Lung overstretch involves mechanical factors, including large tidal volumes ( V T ), which induce inflammatory responses. The current authors hypothesised that inspiratory flow contributes to ventilator-induced inflammation. Buffer-perfused rabbit lungs were ventilated for 2 h with 21% O 2 +5% CO 2 , positive end-expiratory pressure of 2–3 cmH 2 O and randomly assigned to either: 1) normal V T (6 mL·kg −1 ) at respiratory rate (RR) 30, inspiration:expiration time ratio (I:E) 1:1, low inspiratory flow 6 mL·kg −1 ·s −1 ; 2) large V T (12 mL·kg −1 ) at RR 30, I:E 1:1, high inspiratory flow 12 mL·kg −1 ·s −1 (HRHF); 3) large V T at RR 15, I:E 1:1, low inspiratory flow 6 mL·kg −1 ·s −1 (LRLF); or 4) large V T at RR 15, I:E 1:2.3, high inspiratory flow 10 mL·kg −1 ·s −1 (LRHF).

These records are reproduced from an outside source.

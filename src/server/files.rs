//! Static responses: index page, robots.txt and the `/_/` directory

use bytes::Bytes;
use std::io::ErrorKind as IoErrorKind;
use std::path::{Component, Path, PathBuf};

use crate::types::{KeywayError, Result};

pub const INDEX_HTML: &str = r#"<!DOCTYPE html>
<html lang="en">
<head>
<meta charset="utf-8">
<meta name="viewport" content="width=device-width, initial-scale=1">
<title>keyway</title>
</head>
<body>
<h1>keyway</h1>
<p>Serves SSH public keys by username.</p>
<ul>
<li><code>GET /{user}</code> keys as a web page, or as authorized_keys for command line clients</li>
<li><code>GET /{user}.authorized_keys</code> an authorized_keys file</li>
<li><code>GET /{user}.sh</code> a script that installs the keys as <code>~/.ssh/authorized_keys</code></li>
<li><code>GET /{user}.html</code> a web page</li>
</ul>
<p>For example: <code>curl https://this.host/{user} &gt;&gt; ~/.ssh/authorized_keys</code></p>
</body>
</html>
"#;

pub const ROBOTS_TXT: &str = "User-agent: *\nDisallow: /\n";

/// Contents of `path`, or `fallback` when no path is configured or the file
/// does not exist. Other read errors are returned.
pub async fn path_or_fallback(path: Option<&Path>, fallback: &'static str) -> Result<Bytes> {
    let Some(path) = path else {
        return Ok(Bytes::from_static(fallback.as_bytes()));
    };

    match tokio::fs::read(path).await {
        Ok(contents) => Ok(Bytes::from(contents)),
        Err(e) if e.kind() == IoErrorKind::NotFound => Ok(Bytes::from_static(fallback.as_bytes())),
        Err(e) => Err(KeywayError::Internal(format!("reading {}: {}", path.display(), e))),
    }
}

/// A file read from the static directory
#[derive(Debug)]
pub struct StaticFile {
    pub content_type: &'static str,
    pub body: Bytes,
}

/// Serve `relative` from `root`.
///
/// Directories are only served through their `index.html`, never listed.
/// Returns `None` for anything that does not resolve to a regular file
/// inside `root`.
pub async fn serve_static(root: &Path, relative: &str) -> Result<Option<StaticFile>> {
    let Some(mut path) = resolve(root, relative) else {
        return Ok(None);
    };

    let metadata = match tokio::fs::metadata(&path).await {
        Ok(metadata) => metadata,
        Err(e) if e.kind() == IoErrorKind::NotFound => return Ok(None),
        Err(e) => return Err(e.into()),
    };

    if metadata.is_dir() {
        path.push("index.html");
        match tokio::fs::metadata(&path).await {
            Ok(index) if index.is_file() => {}
            Ok(_) => return Ok(None),
            Err(e) if e.kind() == IoErrorKind::NotFound => return Ok(None),
            Err(e) => return Err(e.into()),
        }
    } else if !metadata.is_file() {
        return Ok(None);
    }

    let body = tokio::fs::read(&path).await?;
    Ok(Some(StaticFile {
        content_type: content_type_for(&path),
        body: Bytes::from(body),
    }))
}

/// Join a URL path onto `root`, refusing anything that could escape it
fn resolve(root: &Path, relative: &str) -> Option<PathBuf> {
    let mut path = root.to_path_buf();
    for segment in relative.split('/') {
        match Path::new(segment).components().next() {
            None | Some(Component::CurDir) => continue,
            Some(Component::Normal(name)) if name == segment => path.push(name),
            _ => return None,
        }
    }
    Some(path)
}

fn content_type_for(path: &Path) -> &'static str {
    let extension = path
        .extension()
        .and_then(|e| e.to_str())
        .map(str::to_ascii_lowercase);

    match extension.as_deref() {
        Some("html") | Some("htm") => "text/html; charset=utf-8",
        Some("css") => "text/css",
        Some("js") => "text/javascript",
        Some("json") => "application/json",
        Some("txt") => "text/plain; charset=utf-8",
        Some("svg") => "image/svg+xml",
        Some("png") => "image/png",
        Some("jpg") | Some("jpeg") => "image/jpeg",
        Some("gif") => "image/gif",
        Some("ico") => "image/x-icon",
        Some("webp") => "image/webp",
        Some("woff2") => "font/woff2",
        _ => "application/octet-stream",
    }
}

Physiological parameters, tumour necrosis factor (TNF)‐α, interleukin (IL)‐8 and activation of mitogen-activated protein kinases (extracellular signal-regulated kinase (ERK)1/2, p38 and stress-activated protein kinase (SAPK)/c‐Jun N‐terminal kinase (JNK)) were measured. HRHF increased weight gain, perfusate IL‐8 and phosphorylation of ERK1/2, p38 and SAPK/JNK. These responses were absent during LRLF but present during LRHF. Changes in TNF‐α were small. Tissue IL‐8 and phospho‐ERK1/2 staining was localised primarily to smooth muscle, adventitia and bronchial epithelium within larger bronchioles and arterioles. These results indicate that mild overstretch of perfused lungs during high inspiratory flow enhances inflammatory signalling by cells in lung regions most affected by strong turbulent airflow.